Earnings back to positive territory

Driven by stronger volumes and impressive cost containment, UNILEVER reported a 560bps y/y improvement in the Gross margin to 26% in Q1’20 (Q1’19: 20%, Q4’19: -32%), ending the worrying streak of negative gross margins that began in Q3’19. We highlight reductions in fuel costs towards the end of the quarter as one possible driver. Also, recall that we expected to see some price increases in Q1’20, as Consumer goods companies take advantage of the VAT induced price changes to make some much-needed price adjustments. Overall, gross profit came in at ₦3.4 billion (Q1’19: ₦3.9 billion), 51% higher than our ₦2.3 billion expectation. EBIT, however, fell 65.6% y/y to ₦0.5 billion, driven by a surge in marketing and overhead expenses. On the positive side, however, UNILEVER reported a trade receivables impairment of just ₦49 million, a quarter of the figure in Q1’19, likely supported by the now normalized receivables policy. All in, UNILEVER reported a ₦0.9 billion Profit Before Tax (Q1’19: ₦1.2 billion, Vetiva; ₦-0.7 billion), supported by a net finance income of ₦0.5 billion (Vetiva: ₦0.5 billion). After accounting for a tax credit of ₦166 million, UNILEVER reported a PAT of ₦1.1 billion, 26.7% lower y/y but impressive compared to our ₦0.7 billion loss expectation.

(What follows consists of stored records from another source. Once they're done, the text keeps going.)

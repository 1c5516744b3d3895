//! Group call simulator
//!
//! Drives a [`GroupCall`] through a scripted session against in-process
//! collaborators and logs every observer callback:
//!
//! ```bash
//! cargo run -p rvoip-group-call-sim -- --participants 5 --ticks 20 --proof-failures 1
//! ```

mod fakes;
mod logging;

use std::path::PathBuf;
use std::sync::Arc;
use std::time::Duration;

use anyhow::{Context, Result};
use clap::Parser;
use rand::rngs::SmallRng;
use rand::{Rng, SeedableRng};
use tracing::{info, warn, Level};

use rvoip_group_call_core::{
    DemuxId, GroupCall, GroupCallCollaborators, GroupCallConfig, Reaction, ReceivedAudioLevel,
    RemoteDeviceDelta, RetryConfig, TransportEvent,
};

use crate::fakes::{
    demux_id_for, opaque_id, participant_name, LoggingObserver, SimPeek, SimProofProvider,
    SimRoster, SimTransport,
};
use crate::logging::{parse_log_level, setup_logging, LoggingConfig};

const REACTIONS: [&str; 4] = ["👍", "❤️", "😂", "🎉"];

#[derive(Parser, Debug)]
#[command(name = "group-call-sim")]
#[command(author, version, about = "Run a scripted group call and log observer callbacks")]
struct Args {
    /// Number of remote participants that join
    #[arg(long, default_value = "4")]
    participants: usize,

    /// Number of scripted steps before leaving
    #[arg(long, default_value = "12")]
    ticks: u32,

    /// Proof requests that fail before the provider recovers
    #[arg(long, default_value = "0")]
    proof_failures: u32,

    /// Participants the group roster cannot resolve
    #[arg(long, default_value = "1")]
    strangers: usize,

    /// Coordinator configuration as JSON
    #[arg(long)]
    config: Option<PathBuf>,

    /// Seed for the simulated audio levels
    #[arg(long, default_value = "7")]
    seed: u64,

    #[arg(long, default_value = "info")]
    log_level: String,

    /// Emit logs as JSON lines
    #[arg(long)]
    json_logs: bool,
}

fn load_config(path: Option<&PathBuf>) -> Result<GroupCallConfig> {
    let Some(path) = path else {
        return Ok(GroupCallConfig::default()
            .with_tick_interval(Duration::from_millis(200))
            .with_proof_retry(RetryConfig::quick()));
    };
    let json = std::fs::read_to_string(path)
        .with_context(|| format!("failed to read config file {}", path.display()))?;
    GroupCallConfig::from_json(&json).with_context(|| format!("invalid config in {}", path.display()))
}

#[tokio::main]
async fn main() -> Result<()> {
    let args = Args::parse();

    let level = parse_log_level(&args.log_level)?;
    let mut logging = LoggingConfig::new(level, "group-call-sim").with_json(args.json_logs);
    if matches!(level, Level::DEBUG | Level::TRACE) {
        logging = logging.with_file_info();
    }
    setup_logging(&logging)?;

    let config = load_config(args.config.as_ref())?;
    let step = config.tick_interval;

    let (transport, mut transport_events) = SimTransport::new();
    let peek = SimPeek::new(args.participants as u32 + 1);
    let call = GroupCall::start(
        1,
        config,
        GroupCallCollaborators {
            transport: Box::new(transport),
            proof_provider: SimProofProvider::new(args.proof_failures, Duration::from_secs(600)),
            membership_source: SimRoster::new(args.participants, args.strangers),
            peek_source: peek.clone(),
        },
    )
    .context("failed to start group call")?;

    call.add_observer(Arc::new(LoggingObserver)).await?;

    // Feed transport callbacks back into the call.
    let pump = {
        let call = call.clone();
        tokio::spawn(async move {
            while let Some(event) = transport_events.recv().await {
                if call.handle_transport_event(event).is_err() {
                    break;
                }
            }
        })
    };

    call.set_local_media(true, false).await?;
    call.join().await?;

    let mut rng = SmallRng::seed_from_u64(args.seed);
    let mut script = Script::new(args.participants);

    for tick in 0..args.ticks {
        tokio::time::sleep(step).await;
        for event in script.events_for(tick, args.ticks, &mut rng) {
            if let TransportEvent::RemoteDevices(deltas) = &event {
                for delta in deltas {
                    match delta {
                        RemoteDeviceDelta::Joined { demux_id, .. } => {
                            let index = script.index_of(*demux_id);
                            peek.add_device(*demux_id, &participant_name(index));
                        }
                        RemoteDeviceDelta::Left { demux_id } => peek.remove_device(*demux_id),
                        RemoteDeviceDelta::MediaChanged { .. } => {}
                    }
                }
                call.handle_transport_event(TransportEvent::PeekHint)?;
            }
            call.handle_transport_event(event)?;
        }

        let snapshot = call.snapshot().await?;
        if snapshot.end_reason.is_some() {
            warn!(tick, reason = ?snapshot.end_reason, "Call ended early");
            break;
        }
    }

    call.leave().await?;
    call.flush().await?;

    let snapshot = call.snapshot().await?;
    info!(
        status = ?snapshot.status,
        reason = ?snapshot.end_reason,
        proof_requests = snapshot.proof_requests_issued,
        peek_failures = snapshot.peek_failures,
        "Simulation finished"
    );
    println!("{}", serde_json::to_string_pretty(&snapshot.dispatch_stats)?);

    drop(call);
    pump.abort();
    Ok(())
}

/// Scripted remote activity: everyone joins, talks, reacts and raises hands,
/// video bandwidth drops for a few ticks, and the last participant leaves
/// halfway through.
struct Script {
    participants: usize,
    sequence: u64,
    speaker: usize,
}

impl Script {
    fn new(participants: usize) -> Self {
        Self {
            participants,
            sequence: 0,
            speaker: 0,
        }
    }

    fn index_of(&self, demux_id: DemuxId) -> usize {
        (demux_id / 16).saturating_sub(2) as usize
    }

    fn events_for(&mut self, tick: u32, ticks: u32, rng: &mut SmallRng) -> Vec<TransportEvent> {
        let mut events = Vec::new();
        if self.participants == 0 {
            return events;
        }

        if tick == 0 {
            let joins = (0..self.participants)
                .map(|i| RemoteDeviceDelta::Joined {
                    demux_id: demux_id_for(i),
                    opaque_user_id: opaque_id(&participant_name(i)),
                })
                .collect();
            events.push(TransportEvent::RemoteDevices(joins));
            let media = (0..self.participants)
                .map(|i| RemoteDeviceDelta::MediaChanged {
                    demux_id: demux_id_for(i),
                    audio_enabled: Some(true),
                    video_enabled: Some(i % 2 == 0),
                    presenting: None,
                })
                .collect();
            events.push(TransportEvent::RemoteDevices(media));
            return events;
        }

        let leaver = self.participants - 1;
        if tick == ticks / 2 && self.participants > 1 {
            events.push(TransportEvent::RemoteDevices(vec![RemoteDeviceDelta::Left {
                demux_id: demux_id_for(leaver),
            }]));
        }
        let present = if tick >= ticks / 2 && self.participants > 1 {
            leaver
        } else {
            self.participants
        };

        // A different participant holds the floor every three ticks.
        if tick % 3 == 0 {
            self.speaker = rng.gen_range(0..present);
        }
        let received_levels = (0..present)
            .map(|i| ReceivedAudioLevel {
                demux_id: demux_id_for(i),
                level: if i == self.speaker {
                    rng.gen_range(4000..12000)
                } else {
                    rng.gen_range(0..400)
                },
            })
            .collect();
        events.push(TransportEvent::AudioLevels {
            captured_level: rng.gen_range(0..800),
            received_levels,
        });

        if tick % 2 == 1 {
            self.sequence += 1;
            let sender = rng.gen_range(0..present);
            events.push(TransportEvent::Reaction(Reaction {
                demux_id: demux_id_for(sender),
                value: REACTIONS[sender % REACTIONS.len()].to_string(),
                sequence: self.sequence,
            }));
        }

        if tick == 2 {
            events.push(TransportEvent::RaisedHand {
                demux_id: demux_id_for(0),
                raised: true,
            });
        }
        if tick == 4 {
            events.push(TransportEvent::RaisedHand {
                demux_id: demux_id_for(0),
                raised: false,
            });
        }

        if tick == 3 {
            events.push(TransportEvent::LowBandwidthForVideo { low: true });
        }
        if tick == 6 {
            events.push(TransportEvent::LowBandwidthForVideo { low: false });
        }

        events
    }
}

Stable margins buoy profit.

The pandemic-led shock to the global economy continues to drive down local energy prices and provides a perfect mix with the expected decline in food prices – as global food supply outweighs demand due to reduced production – to reduce production costs. Furthermore, the resulting discount in fueling costs combined with the postponement of the pre-announced hike in electricity tariff and expected depression in consumer spending levels allows a tapering in operating costs. Thus, we foresee gross and operating margins printing at 24% and 5% respectively in line with the Q1 run rate. Not dismissing a potential need for borrowing, we believe that with a strong cash balance, Net finance income for the year should come in at ₦1.6 billion (FY’19: ₦2.0 billion). This would bring PBT to ₦4.4 billion and adjusting for tax, we arrive at a PAT of ₦3.0 billion. All in, we use to revise our target price to ₦8.55 per share and restate our SELL recommendation.